MAPS

Anthony : I’ve always enjoyed maps. My father introduced me to maps. Whenever we went up a hill in Scotland which we often did, particularly on New Years Day, he always took a map and he was very good at getting me and Charles to do the map reading. I think Jane was interested, Susan not so, but I always liked to know where I was. Walking up hills I got to depend on contour lines and all the other details on the ordinance survey maps, to the extent that for my 21st birthday I asked for a complete set of maps from my aunt Doll Fitzwilliams [Anthony’s father’s sister and also…] my godmother, and she gave me a complete case of the whole of Britain, I think it was Bartholomews, of quarter inch to the mile maps and found this very useful when driving round or planning holidays. I referred to this box all through my life, but used it less and less so just one of the things I had to dispose of when we downsized. 
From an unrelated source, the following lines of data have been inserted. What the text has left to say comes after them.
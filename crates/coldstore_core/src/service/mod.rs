//! Core use-case services.
//!
//! # Responsibility
//! - Orchestrate repository calls into transactional use-case APIs.
//! - Map repository failures onto the service error taxonomy.

pub mod allocation;
pub mod cooling_service;
pub mod error;
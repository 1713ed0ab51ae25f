//! SQLite storage bootstrap and schema migration entry points.
//!
//! # Responsibility
//! - Open and configure SQLite connections for coldstore core.
//! - Apply schema migrations in deterministic order.
//! - Verify that a caller-provided connection carries the expected schema.
//!
//! # Invariants
//! - Migration version is tracked via `PRAGMA user_version`.
//! - Core code must not read/write storage data before migrations succeed.

use std::error::Error;
use std::fmt::{Display, Formatter};

pub mod migrations;
mod open;
mod ready;

pub use open::{open_db, open_db_in_memory};
pub use ready::ensure_connection_ready;

pub type DbResult<T> = Result<T, DbError>;

#[derive(Debug)]
pub enum DbError {
    Sqlite(rusqlite::Error),
    UnsupportedSchemaVersion {
        db_version: u32,
        latest_supported: u32,
    },
    /// Connection schema is not at the migrated version this binary expects.
    UninitializedConnection {
        expected_version: u32,
        actual_version: u32,
    },
    /// Required table is missing.
    MissingRequiredTable(&'static str),
}

impl Display for DbError {
    fn fmt(&self, f: &mut Formatter<'_>) -> std::fmt::Result {
        match self {
            Self::Sqlite(err) => write!(f, "{err}"),
            Self::UnsupportedSchemaVersion {
                db_version,
                latest_supported,
            } => write!(
                f,
                "database schema version {db_version} is newer than supported {latest_supported}"
            ),
            Self::UninitializedConnection {
                expected_version,
                actual_version,
            } => write!(
                f,
                "connection requires schema version {expected_version}, got {actual_version}"
            ),
            Self::MissingRequiredTable(table) => {
                write!(f, "connection is missing required table `{table}`")
            }
        }
    }
}

impl Error for DbError {
    fn source(&self) -> Option<&(dyn Error + 'static)> {
        match self {
            Self::Sqlite(err) => Some(err),
            Self::UnsupportedSchemaVersion { .. } => None,
            Self::UninitializedConnection { .. } => None,
            Self::MissingRequiredTable(_) => None,
        }
    }
}

impl From<rusqlite::Error> for DbError {
    fn from(value: rusqlite::Error) -> Self {
        Self::Sqlite(value)
    }
}
//! URL canonicalization helpers used throughout the crawler.
//!
//! Two URLs are considered the same page iff their normalized forms are
//! byte-equal; the visited set and the frontier store only normalized forms.

use url::Url;

/// Parse an absolute `http(s)` URL. Rejects other schemes and empty hosts.
pub fn parse(raw: &str) -> Option<Url> {
    let parsed = Url::parse(raw).ok()?;
    if !matches!(parsed.scheme(), "http" | "https") {
        return None;
    }
    parsed.host_str()?;
    Some(parsed)
}

/// Check whether a string is an absolute http(s) URL.
pub fn is_http(raw: &str) -> bool {
    parse(raw).is_some()
}

/// Normalize a URL to its canonical byte form:
/// scheme/host lowercased, fragment removed, trailing slashes trimmed on
/// non-root paths. The query string is preserved verbatim.
pub fn normalize(raw: &str) -> Option<String> {
    let mut parsed = parse(raw)?;
    parsed.set_fragment(None);

    let path = parsed.path();
    if path != "/" && path.ends_with('/') {
        let trimmed = path.trim_end_matches('/').to_string();
        if trimmed.is_empty() {
            parsed.set_path("/");
        } else {
            parsed.set_path(&trimmed);
        }
    }

    Some(parsed.to_string())
}

/// Resolve a reference (absolute, protocol-relative, absolute-path, or
/// relative) against a base URL and normalize the result. `.` and `..`
/// segments are collapsed during resolution.
pub fn resolve(base: &str, reference: &str) -> Option<String> {
    if reference.is_empty() {
        return None;
    }

    let base = parse(base)?;
    let joined = base.join(reference).ok()?;
    normalize(joined.as_str())
}

/// Extract the host portion of a URL.
pub fn extract_host(raw: &str) -> Option<String> {
    parse(raw).and_then(|u| u.host_str().map(|h| h.to_string()))
}

/// Path plus query, as sent on the request line and matched against robots
/// rules.
pub fn path_and_query(raw: &str) -> String {
    match parse(raw) {
        Some(u) => match u.query() {
            Some(q) => format!("{}?{}", u.path(), q),
            None => u.path().to_string(),
        },
        None => "/".to_string(),
    }
}

/// Build the robots.txt URL for the host of the given URL.
pub fn robots_url(raw: &str) -> Option<String> {
    let parsed = parse(raw)?;
    let host = parsed.host_str()?;
    match parsed.port() {
        Some(port) => Some(format!("{}://{}:{}/robots.txt", parsed.scheme(), host, port)),
        None => Some(format!("{}://{}/robots.txt", parsed.scheme(), host)),
    }
}
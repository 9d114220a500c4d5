pub mod admission;
pub mod cli;
pub mod config;
pub mod dedup;
pub mod dns_cache;
pub mod engine;
pub mod extractor;
pub mod fetcher;
pub mod frontier;
pub mod logging;
pub mod metrics;
pub mod models;
pub mod politeness;
pub mod robots;
pub mod sink;
pub mod url_utils;

// Re-export main types for library usage
pub use admission::AdmissionServer;
pub use config::CrawlerConfig;
pub use dedup::Deduper;
pub use dns_cache::DnsCache;
pub use engine::{CrawlEngine, EngineConfig};
pub use fetcher::{FetchError, Fetcher, FetcherConfig, HttpVersion, Response};
pub use frontier::{Frontier, FrontierError};
pub use metrics::{Counters, CrawlerStats, StatsReporter};
pub use models::{DataRecord, FetchMetric, LinkEdge};
pub use politeness::{Politeness, PolitenessConfig};
pub use robots::{HostRules, RobotsCache};
pub use sink::{spawn_sink, OutputFormat, SinkConfig, SinkHandle};
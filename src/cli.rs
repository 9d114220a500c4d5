use clap::Parser;

use crate::config::CrawlerConfig;

/// Polite, persistent dataset crawler.
#[derive(Parser, Debug)]
#[command(name = "dataset-crawler")]
#[command(about = "Crawl seed URLs into a deduplicated dataset with metrics and a link graph")]
#[command(version)]
pub struct Cli {
    /// Path to the JSON configuration file
    #[arg(short, long, default_value = "config.json")]
    pub config: String,

    /// Seed URL(s); overrides the config seed list (repeatable)
    #[arg(short, long)]
    pub url: Vec<String>,

    /// Request timeout in seconds
    #[arg(short, long)]
    pub timeout: Option<u64>,

    /// User agent string for requests
    #[arg(long)]
    pub user_agent: Option<String>,

    /// Directory for dataset output files
    #[arg(long)]
    pub output_dir: Option<String>,

    /// Directory for the persistent frontier
    #[arg(long)]
    pub data_dir: Option<String>,

    /// Disable robots.txt compliance
    #[arg(long)]
    pub ignore_robots: bool,

    /// Enable the /enqueue admission endpoint (seed list is ignored)
    #[arg(long)]
    pub api_enabled: bool,

    /// Bind address for the admission endpoint
    #[arg(long)]
    pub api_bind: Option<String>,

    /// Port for the admission endpoint
    #[arg(long)]
    pub api_port: Option<u16>,
}

impl Cli {
    pub fn parse_args() -> Self {
        Self::parse()
    }

    /// Fold command-line overrides into a loaded configuration.
    pub fn apply_overrides(&self, config: &mut CrawlerConfig) {
        if !self.url.is_empty() {
            config.urls = self.url.clone();
        }
        if let Some(timeout) = self.timeout {
            config.crawler.timeout_seconds = timeout;
        }
        if let Some(ref user_agent) = self.user_agent {
            config.crawler.user_agent = user_agent.clone();
        }
        if let Some(ref output_dir) = self.output_dir {
            config.output.output_dir = output_dir.clone();
        }
        if let Some(ref data_dir) = self.data_dir {
            config.data_dir = data_dir.clone();
        }
        if self.ignore_robots {
            config.crawler.respect_robots_txt = false;
        }
        if self.api_enabled {
            config.api.enabled = true;
        }
        if let Some(ref bind) = self.api_bind {
            config.api.bind_address = bind.clone();
        }
        if let Some(port) = self.api_port {
            config.api.port = port;
        }
    }
}
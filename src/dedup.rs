//! Near-duplicate detection via 64-bit SimHash.
//!
//! Tokens vote on each of the 64 bit positions; similar documents land
//! within a small Hamming distance of each other. The index is a linear
//! scan, which is fine at dataset-crawl sizes; a banded index would be the
//! next step if the run ever holds millions of hashes.

/// Default maximum Hamming distance at which two pages count as duplicates.
pub const DEFAULT_THRESHOLD: u32 = 3;

/// Compute the 64-bit SimHash of a document.
///
/// Tokenization is ASCII-whitespace splitting with lowercasing; each token
/// hashes via `h = h*31 + byte`. Bit `i` of the result is set iff the signed
/// vote counter for that position is positive after +1/-1 voting per token.
pub fn simhash(content: &str) -> u64 {
    if content.is_empty() {
        return 0;
    }

    let mut counts = [0i64; 64];

    for token in content.split_ascii_whitespace() {
        let mut hash: u64 = 0;
        for byte in token.bytes() {
            let b = byte.to_ascii_lowercase();
            hash = hash.wrapping_mul(31).wrapping_add(b as u64);
        }

        for (i, count) in counts.iter_mut().enumerate() {
            if (hash >> i) & 1 == 1 {
                *count += 1;
            } else {
                *count -= 1;
            }
        }
    }

    let mut result: u64 = 0;
    for (i, count) in counts.iter().enumerate() {
        if *count > 0 {
            result |= 1 << i;
        }
    }
    result
}

/// Number of differing bit positions between two hashes.
pub fn hamming_distance(a: u64, b: u64) -> u32 {
    (a ^ b).count_ones()
}

/// In-run index of observed SimHashes.
#[derive(Debug)]
pub struct Deduper {
    hashes: Vec<u64>,
    threshold: u32,
    duplicates_detected: u64,
}

impl Deduper {
    pub fn new(threshold: u32) -> Self {
        Self {
            hashes: Vec::new(),
            threshold,
            duplicates_detected: 0,
        }
    }

    /// Check a hash against every stored hash. Duplicates are counted and
    /// not stored; new hashes are stored.
    pub fn is_duplicate(&mut self, hash: u64) -> bool {
        for stored in &self.hashes {
            if hamming_distance(hash, *stored) <= self.threshold {
                self.duplicates_detected += 1;
                return true;
            }
        }
        self.hashes.push(hash);
        false
    }

    pub fn duplicates_detected(&self) -> u64 {
        self.duplicates_detected
    }

    pub fn len(&self) -> usize {
        self.hashes.len()
    }

    pub fn is_empty(&self) -> bool {
        self.hashes.is_empty()
    }
}

impl Default for Deduper {
    fn default() -> Self {
        Self::new(DEFAULT_THRESHOLD)
    }
}

#[cfg(test)]
mod tests {
    use super::*;

    #[test]
    fn test_simhash_deterministic() {
        let text = "the quick brown fox jumps over the lazy dog";
        assert_eq!(simhash(text), simhash(text));
        assert_eq!(hamming_distance(simhash(text), simhash(text)), 0);
    }

    #[test]
    fn test_simhash_case_insensitive_tokens() {
        assert_eq!(simhash("Hello World"), simhash("hello world"));
    }

    #[test]
    fn test_simhash_empty() {
        assert_eq!(simhash(""), 0);
    }

    #[test]
    fn test_hamming_distance() {
        assert_eq!(hamming_distance(0, 0), 0);
        assert_eq!(hamming_distance(0b1011, 0b0010), 2);
        assert_eq!(hamming_distance(u64::MAX, 0), 64);
    }

    #[test]
    fn test_near_identical_documents_collide() {
        // Two bodies differing by one token out of a thousand must land
        // within the default threshold.
        let base: Vec<String> = (0..1000).map(|i| format!("token{}", i)).collect();
        let doc_a = base.join(" ");

        let mut modified = base.clone();
        modified[500] = "changed".to_string();
        let doc_b = modified.join(" ");

        let distance = hamming_distance(simhash(&doc_a), simhash(&doc_b));
        assert!(distance <= DEFAULT_THRESHOLD, "distance was {}", distance);

        let mut deduper = Deduper::default();
        assert!(!deduper.is_duplicate(simhash(&doc_a)));
        assert!(deduper.is_duplicate(simhash(&doc_b)));
        assert_eq!(deduper.duplicates_detected(), 1);
    }

    #[test]
    fn test_distinct_documents_do_not_collide() {
        let doc_a = "alpha beta gamma delta epsilon zeta eta theta";
        let doc_b = "one two three four five six seven eight nine ten";

        let mut deduper = Deduper::default();
        assert!(!deduper.is_duplicate(simhash(doc_a)));
        assert!(!deduper.is_duplicate(simhash(doc_b)));
        assert_eq!(deduper.len(), 2);
        assert_eq!(deduper.duplicates_detected(), 0);
    }

    #[test]
    fn test_duplicate_not_stored() {
        let doc = "same same same content here";
        let mut deduper = Deduper::default();
        assert!(!deduper.is_duplicate(simhash(doc)));
        assert!(deduper.is_duplicate(simhash(doc)));
        assert!(deduper.is_duplicate(simhash(doc)));
        assert_eq!(deduper.len(), 1);
        assert_eq!(deduper.duplicates_detected(), 2);
    }
}
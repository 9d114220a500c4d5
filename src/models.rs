//! Data types shared across the crawl pipeline and the sinks.

use serde::Serialize;

/// One crawled page, as handed to the dataset sink.
///
/// A record is only emitted when the page was allowed, not skipped, and not
/// a near-duplicate; blocked pages still produce a synthetic record with
/// `allowed = false` so the dataset accounts for them.
#[derive(Debug, Clone, Serialize)]
pub struct DataRecord {
    pub url: String,
    pub title: String,
    pub content: String,
    pub fetched_at: String,
    pub status: u16,
    pub allowed: bool,
    pub length: usize,
    pub skipped: bool,
}

impl DataRecord {
    /// Synthetic record for a robots.txt denial.
    pub fn blocked(url: &str) -> Self {
        Self {
            url: url.to_string(),
            title: "BLOCKED".to_string(),
            content: String::new(),
            fetched_at: timestamp_now(),
            status: 403,
            allowed: false,
            length: 0,
            skipped: false,
        }
    }
}

/// A discovered hyperlink from one fetched page to another URL.
#[derive(Debug, Clone, Serialize)]
pub struct LinkEdge {
    pub from_url: String,
    pub to_url: String,
    pub discovered_at: String,
}

/// Per-request metric row, shaped for a `JSONEachRow` insert.
#[derive(Debug, Clone, Serialize)]
pub struct FetchMetric {
    pub url: String,
    pub status_code: u16,
    pub duration_ms: u64,
    pub bytes: u64,
    pub content_type: String,
    pub timestamp: String,
    pub success: bool,
    pub error_message: String,
}

/// Local wall-clock timestamp in the dataset's `%Y-%m-%d %H:%M:%S` format.
pub fn timestamp_now() -> String {
    chrono::Local::now().format("%Y-%m-%d %H:%M:%S").to_string()
}

#[cfg(test)]
mod tests {
    use super::*;

    #[test]
    fn test_blocked_record_shape() {
        let record = DataRecord::blocked("https://a.test/private");
        assert_eq!(record.status, 403);
        assert!(!record.allowed);
        assert!(!record.skipped);
        assert_eq!(record.title, "BLOCKED");
        assert_eq!(record.length, 0);
    }

    #[test]
    fn test_timestamp_format() {
        let ts = timestamp_now();
        // 2026-01-02 15:04:05
        assert_eq!(ts.len(), 19);
        assert_eq!(&ts[4..5], "-");
        assert_eq!(&ts[10..11], " ");
        assert_eq!(&ts[13..14], ":");
    }

    #[test]
    fn test_metric_serializes_to_jsoneachrow_shape() {
        let metric = FetchMetric {
            url: "https://a.test/".to_string(),
            status_code: 200,
            duration_ms: 42,
            bytes: 1024,
            content_type: "text/html".to_string(),
            timestamp: "2026-01-01 00:00:00".to_string(),
            success: true,
            error_message: String::new(),
        };
        let json = serde_json::to_string(&metric).unwrap();
        assert!(json.contains("\"status_code\":200"));
        assert!(json.contains("\"duration_ms\":42"));
        assert!(json.contains("\"success\":true"));
    }
}
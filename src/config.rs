//! Configuration loading for the crawler.
//!
//! Configuration lives in a JSON file (`config.json` by default) with
//! sections for the crawler, politeness controller, deduplication, output,
//! seed URLs, custom headers, the admission API, and the metrics sink.
//! Missing fields fall back to their defaults, so a minimal config is just
//! `{"urls": ["https://example.com/"]}`.

use serde::Deserialize;
use std::collections::BTreeMap;
use std::path::Path;
use thiserror::Error;

#[derive(Error, Debug)]
pub enum ConfigError {
    #[error("failed to read config file: {0}")]
    Io(#[from] std::io::Error),
    #[error("invalid config JSON: {0}")]
    Parse(#[from] serde_json::Error),
    #[error("invalid config value: {0}")]
    Invalid(String),
}

#[derive(Debug, Clone, Deserialize)]
#[serde(default, deny_unknown_fields)]
pub struct CrawlerSection {
    pub timeout_seconds: u64,
    pub max_retries: u32,
    pub retry_backoff_ms: u64,
    pub user_agent: String,
    pub follow_redirects: bool,
    pub max_redirects: u32,
    pub respect_robots_txt: bool,
    pub respect_meta_tags: bool,
    pub max_file_size_mb: u64,
    pub verify_certificates: bool,
    pub enable_periodic_stats: bool,
}

impl Default for CrawlerSection {
    fn default() -> Self {
        Self {
            timeout_seconds: 30,
            max_retries: 2,
            retry_backoff_ms: 200,
            user_agent: "DatasetCrawler/1.0".to_string(),
            follow_redirects: true,
            max_redirects: 5,
            respect_robots_txt: true,
            respect_meta_tags: true,
            max_file_size_mb: 100,
            verify_certificates: false,
            enable_periodic_stats: false,
        }
    }
}

#[derive(Debug, Clone, Deserialize)]
#[serde(default, deny_unknown_fields)]
pub struct PolitenessSection {
    pub enable_adaptive_delay: bool,
    pub min_delay_ms: u64,
    pub max_delay_ms: u64,
    pub base_delay_ms: u64,
    pub latency_ema_alpha: f64,
    pub failure_backoff_ms: u64,
    pub jitter_pct: u64,
}

impl Default for PolitenessSection {
    fn default() -> Self {
        Self {
            enable_adaptive_delay: true,
            min_delay_ms: 50,
            max_delay_ms: 2000,
            base_delay_ms: 150,
            latency_ema_alpha: 0.2,
            failure_backoff_ms: 250,
            jitter_pct: 10,
        }
    }
}

#[derive(Debug, Clone, Deserialize)]
#[serde(default, deny_unknown_fields)]
pub struct DedupSection {
    pub enable_deduplication: bool,
    pub simhash_threshold: u32,
}

impl Default for DedupSection {
    fn default() -> Self {
        Self {
            enable_deduplication: true,
            simhash_threshold: 3,
        }
    }
}

#[derive(Debug, Clone, Deserialize)]
#[serde(default, deny_unknown_fields)]
pub struct OutputSection {
    pub format: String,
    pub output_dir: String,
    pub batch_size: usize,
}

impl Default for OutputSection {
    fn default() -> Self {
        Self {
            format: "json".to_string(),
            output_dir: "./output".to_string(),
            batch_size: 1000,
        }
    }
}

#[derive(Debug, Clone, Deserialize)]
#[serde(default, deny_unknown_fields)]
pub struct ApiSection {
    pub enabled: bool,
    pub bind_address: String,
    pub port: u16,
}

impl Default for ApiSection {
    fn default() -> Self {
        Self {
            enabled: false,
            bind_address: "127.0.0.1".to_string(),
            port: 8088,
        }
    }
}

#[derive(Debug, Clone, Deserialize)]
#[serde(default, deny_unknown_fields)]
pub struct ClickHouseSection {
    pub enabled: bool,
    pub endpoint: String,
    pub database: String,
    pub metrics_table: String,
    pub link_graph_table: String,
    pub user: String,
    pub password: String,
    pub timeout_seconds: u64,
}

impl Default for ClickHouseSection {
    fn default() -> Self {
        Self {
            enabled: false,
            endpoint: "http://localhost:8123".to_string(),
            database: "crawler".to_string(),
            metrics_table: "request_metrics".to_string(),
            link_graph_table: "link_graph".to_string(),
            user: String::new(),
            password: String::new(),
            timeout_seconds: 10,
        }
    }
}

#[derive(Debug, Clone, Deserialize)]
#[serde(default, deny_unknown_fields)]
pub struct CrawlerConfig {
    pub crawler: CrawlerSection,
    pub politeness: PolitenessSection,
    pub dedup: DedupSection,
    pub output: OutputSection,
    pub urls: Vec<String>,
    pub headers: BTreeMap<String, String>,
    pub api: ApiSection,
    pub clickhouse: ClickHouseSection,
    pub data_dir: String,
}

impl Default for CrawlerConfig {
    fn default() -> Self {
        let mut headers = BTreeMap::new();
        headers.insert("Accept-Language".to_string(), "en-US,en;q=0.9".to_string());

        Self {
            crawler: CrawlerSection::default(),
            politeness: PolitenessSection::default(),
            dedup: DedupSection::default(),
            output: OutputSection::default(),
            urls: Vec::new(),
            headers,
            api: ApiSection::default(),
            clickhouse: ClickHouseSection::default(),
            data_dir: "./data".to_string(),
        }
    }
}

impl CrawlerConfig {
    /// Load and validate a config file.
    pub fn load<P: AsRef<Path>>(path: P) -> Result<Self, ConfigError> {
        let raw = std::fs::read_to_string(path)?;
        let config: CrawlerConfig = serde_json::from_str(&raw)?;
        config.validate()?;
        Ok(config)
    }

    pub fn validate(&self) -> Result<(), ConfigError> {
        match self.output.format.as_str() {
            "json" | "csv" | "both" => {}
            other => {
                return Err(ConfigError::Invalid(format!(
                    "output.format must be one of json, csv, both (got {:?})",
                    other
                )))
            }
        }

        if self.politeness.min_delay_ms > self.politeness.max_delay_ms {
            return Err(ConfigError::Invalid(
                "politeness.min_delay_ms must not exceed max_delay_ms".to_string(),
            ));
        }

        if !(0.0..=1.0).contains(&self.politeness.latency_ema_alpha) {
            return Err(ConfigError::Invalid(
                "politeness.latency_ema_alpha must be within [0, 1]".to_string(),
            ));
        }

        if self.urls.is_empty() && !self.api.enabled {
            return Err(ConfigError::Invalid(
                "no seed URLs configured and the admission API is disabled".to_string(),
            ));
        }

        Ok(())
    }

    pub fn max_file_size_bytes(&self) -> u64 {
        self.crawler.max_file_size_mb * 1024 * 1024
    }
}

#[cfg(test)]
mod tests {
    use super::*;

    #[test]
    fn test_defaults() {
        let config = CrawlerConfig::default();
        assert_eq!(config.crawler.timeout_seconds, 30);
        assert_eq!(config.crawler.max_retries, 2);
        assert_eq!(config.crawler.retry_backoff_ms, 200);
        assert_eq!(config.crawler.user_agent, "DatasetCrawler/1.0");
        assert!(config.crawler.respect_robots_txt);
        assert!(!config.crawler.verify_certificates);
        assert_eq!(config.politeness.min_delay_ms, 50);
        assert_eq!(config.politeness.max_delay_ms, 2000);
        assert_eq!(config.dedup.simhash_threshold, 3);
        assert_eq!(config.output.format, "json");
        assert_eq!(config.max_file_size_bytes(), 100 * 1024 * 1024);
    }

    #[test]
    fn test_minimal_config_parses() {
        let config: CrawlerConfig =
            serde_json::from_str(r#"{"urls": ["https://example.com/"]}"#).unwrap();
        config.validate().unwrap();
        assert_eq!(config.urls.len(), 1);
        assert_eq!(config.crawler.max_redirects, 5);
    }

    #[test]
    fn test_sections_override() {
        let raw = r#"{
            "crawler": {"timeout_seconds": 5, "user_agent": "TestBot/2.0"},
            "politeness": {"min_delay_ms": 10, "max_delay_ms": 100},
            "output": {"format": "both", "batch_size": 50},
            "urls": ["https://a.test/"],
            "headers": {"X-Custom": "1"}
        }"#;
        let config: CrawlerConfig = serde_json::from_str(raw).unwrap();
        config.validate().unwrap();
        assert_eq!(config.crawler.timeout_seconds, 5);
        assert_eq!(config.crawler.user_agent, "TestBot/2.0");
        assert_eq!(config.politeness.min_delay_ms, 10);
        assert_eq!(config.output.format, "both");
        assert_eq!(config.headers.get("X-Custom").unwrap(), "1");
    }

    #[test]
    fn test_invalid_format_rejected() {
        let config: CrawlerConfig = serde_json::from_str(
            r#"{"urls": ["https://a.test/"], "output": {"format": "parquet"}}"#,
        )
        .unwrap();
        assert!(config.validate().is_err());
    }

    #[test]
    fn test_no_seeds_requires_api() {
        let config: CrawlerConfig = serde_json::from_str(r#"{}"#).unwrap();
        assert!(config.validate().is_err());

        let config: CrawlerConfig =
            serde_json::from_str(r#"{"api": {"enabled": true}}"#).unwrap();
        config.validate().unwrap();
    }
}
One of my memories of other peoples incompetence with maps was in the cadet force at Rugby and we went on a great expedition and oh the disaster when the person in charge admitted he had been reading the thing upside down. It was the sort of thing I was incapable of because I could live with maps, I knew maps, but to other people who didn’t use maps all the time they were always foreign things turning them round, like Mum trying to give me directions in the car. She was always turning the atlas round so it pointed in a particular direction, rather than focusing on north and south which I had learned to do. She was just like the great majority of people, and I’m disappointed that none of you had the same interest in maps, wanting to know where you were and where everything is. I suspect Barnaby now with his boys liking to visit places has a pretty good clue, or they have, but then yes as a young man I did a lot of hillwalking, particularly with John Murray, Alison’s cousin through whom I met Alison, I gradually bought most of the maps, they lived in the top shelf of that great big bookshelf in the basement of number 9 and I was using them all the time. Then when the latest issue came out, about the time I got Bovuy, I started getting all the local Scottish maps, and so up there somewhere is a box of about 100 ordinance survey maps of Scotland and a whole lot of bits of England I had holidays in or wanted to remember, and so when I saw this map [Mil didn’t take a picture of it and it is now gone] for sale just round the corner at that shop in Derby Street I couldn’t resist it, and this is a map, a drawing or a lithograph of the city of Glasgow from the South, showing the Clyde in the foreground and rows and rows of terraces mounting up and Kelvingrove Park in the middle and so I got it framed. It was published by the London Illustrated News around 1860 so shows Glasgow about 1860 and it always has surprised me that no-one has never really wanted it. To me living in Glasgow and not having a map of where everything was… and I’ve subsequently bought two more, but nobody wants, so I plan to dispose of them. I love them aesthetically (as well as practically).

Maps to me are much more utilitarian than up on the wall. I’ve given people maps of their area cut into jigsaws, but no, I don’t think of them primarily as aesthetics, I think of them as useful tools. (My father) regarded maps as an absolute necessity. Those were the days that the road map was relatively new. He came in at the beginning of the motorcar, he originally had a motorcycle when the speed limit was 12 miles an hour.